The Virginian-Pilot August 17, 2000

Sub's reactors not viewed as threat to environment


WASHINGTON -- The nuclear reactors of the disabled Russian submarine on the floor of the Barents Sea are a potential -- but very unlikely -- environmental hazard, U.S. Navy and independent analysts suggested Wednesday.

``Nobody wants to dispose of a reactor in the ocean,'' said Jonathan Kiell, a spokesman for the Navy's office of nuclear propulsion. But American and presumably Russian sub reactors are built for combat, with their nuclear fuel enclosed inside heavy and rugged chambers to keep sea water out and radioactivity in, he said.

Kiell said periodic visits to the wreck sites of the U.S. subs Thresher, lost in 1963, and Scorpion, which sunk in 1968, have found only very small amounts of radioactivity in the immediate vicinity.

International monitoring of several Russian sub wrecks also has shown no sign of the release of significant levels of radiation, he said.

The reactor in a sunken sub ``slowly deteriorates into the seabed where it sits,'' Kiell said. The process may take decades or longer, and in the meantime the radioactive materials decay, steadily becoming less dangerous.

Kiell said unused nuclear fuel in the submarine would not be dangerous at any time. Spent fuel would be a hazard, but it has a short half-life and probably would be harmless by the time -- many hundreds of years from now -- that sea water would reach the interior of the reactor.

Assuming that the reactor containment mechanisms of the Kursk remain intact, the possibility of radioactive release ``is a long-term object for study rather than a near-term object of fear,'' said John Pike director of the Federation of American Scientists.

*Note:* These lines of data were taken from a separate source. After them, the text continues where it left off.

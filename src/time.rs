use log::debug;

const FPS_SAMPLE_COUNT: usize = 60;

/// Longest delta handed to the animation, so a backgrounded tab does not
/// resume with a multi-second jump.
pub const MAX_FRAME_DELTA: f32 = 0.25;

/// Measures the time between consecutive frames from host timestamps.
#[derive(Debug, Clone, Default)]
pub struct FrameClock {
    last: Option<f64>,
}

impl FrameClock {
    pub fn new() -> Self {
        Self::default()
    }

    /// Seconds since the previous call; zero on the first one.
    pub fn delta(&mut self, now_seconds: f64) -> f32 {
        let delta = match self.last {
            Some(last) => (now_seconds - last).max(0.0) as f32,
            None => 0.0,
        };
        self.last = Some(now_seconds);
        delta.min(MAX_FRAME_DELTA)
    }
}

/// Rolling frame-rate counter.
#[derive(Debug, Clone)]
pub struct FrameStats {
    samples: [f32; FPS_SAMPLE_COUNT],
    next: usize,
    pub frame_count: u64,
    since_report: f32,
    pub smoothed_fps: f32,
}

impl Default for FrameStats {
    fn default() -> Self {
        Self::new()
    }
}

impl FrameStats {
    pub fn new() -> Self {
        Self {
            samples: [1.0 / 60.0; FPS_SAMPLE_COUNT],
            next: 0,
            frame_count: 0,
            since_report: 0.0,
            smoothed_fps: 60.0,
        }
    }

    pub fn record(&mut self, delta: f32) {
        self.frame_count += 1;
        self.samples[self.next] = delta;
        self.next = (self.next + 1) % FPS_SAMPLE_COUNT;
        let average = self.samples.iter().sum::<f32>() / FPS_SAMPLE_COUNT as f32;
        self.smoothed_fps = if average > 0.0 { 1.0 / average } else { 0.0 };

        self.since_report += delta;
        if self.since_report >= 1.0 {
            self.since_report = 0.0;
            debug!(
                "{:.1} fps ({:.2} ms/frame)",
                self.smoothed_fps,
                average * 1000.0
            );
        }
    }
}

Pike said the reported flooding in the Kursk's bow makes it conceivable, but unlikely, that bulkheads elsewhere on the ship might begin to give way and that a compartment could collapse on the reactor room, causing a major breach.

The most probable outcome, he agreed, is that decades or longer will pass before sea water penetrates the reactor containment. By then, the fuel inside should be relatively harmless.

Pike cautioned that in the event of a catastrophic failure of the containment vessel, any radioactivity would move quickly into the food chain because of the relatively shallow depth of the wreck. The Kursk's position -- estimated at about 350 feet -- also would make it easier to place shielding over any exposed fuel, limiting exposure, he added.

While chances of an environmental catastrophe from the Kursk wreck appear remote, hope for its 116 sailors was waning Wednesday.

For anyone still alive, the situation inside the ship ``would be pretty grim,'' said retired Adm. Bruce Demars, a former director of the U.S. Navy's nuclear power program. By now, flashlights probably provide the only light inside the sub, Demars said, and the interior temperature is slowly dropping to match the 35-degree water temperature.

More dangerous would be the submarine's air, as toxic carbon dioxide exhaled by the sailors increases and oxygen is used up.

Retired Vice Adm. Bernard M. Kauderer, a former commander of the Atlantic submarine fleet, said the Kursk crew might be able to open valves to the ship's ballast tanks to get more oxygen. But canisters filled with chemicals to absorb the carbon dioxide would gradually lose their effectiveness.

Breathing too much carbon dioxide would first make sailors feel giddy, then trigger drowsiness, unconsciousness and death, Kauderer said.

Demars and Kauderer said the U.S. Navy doesn't give submariners any special psychological training to help them cope with such underwater emergencies.

The sailors typically ``go into this crazy business while they're very young,'' Demars said, and grow so accustomed to the dangers inherent in their work that they don't worry about a catastrophe like the Kursk accident.

Demars added that a new submariner generally finds out in the first day or two of his initial cruise whether he can handle the ship's work and living environment. Claustrophobia is ``the big separator,'' he said, and sufferers quickly are identified and transferred to other Navy jobs.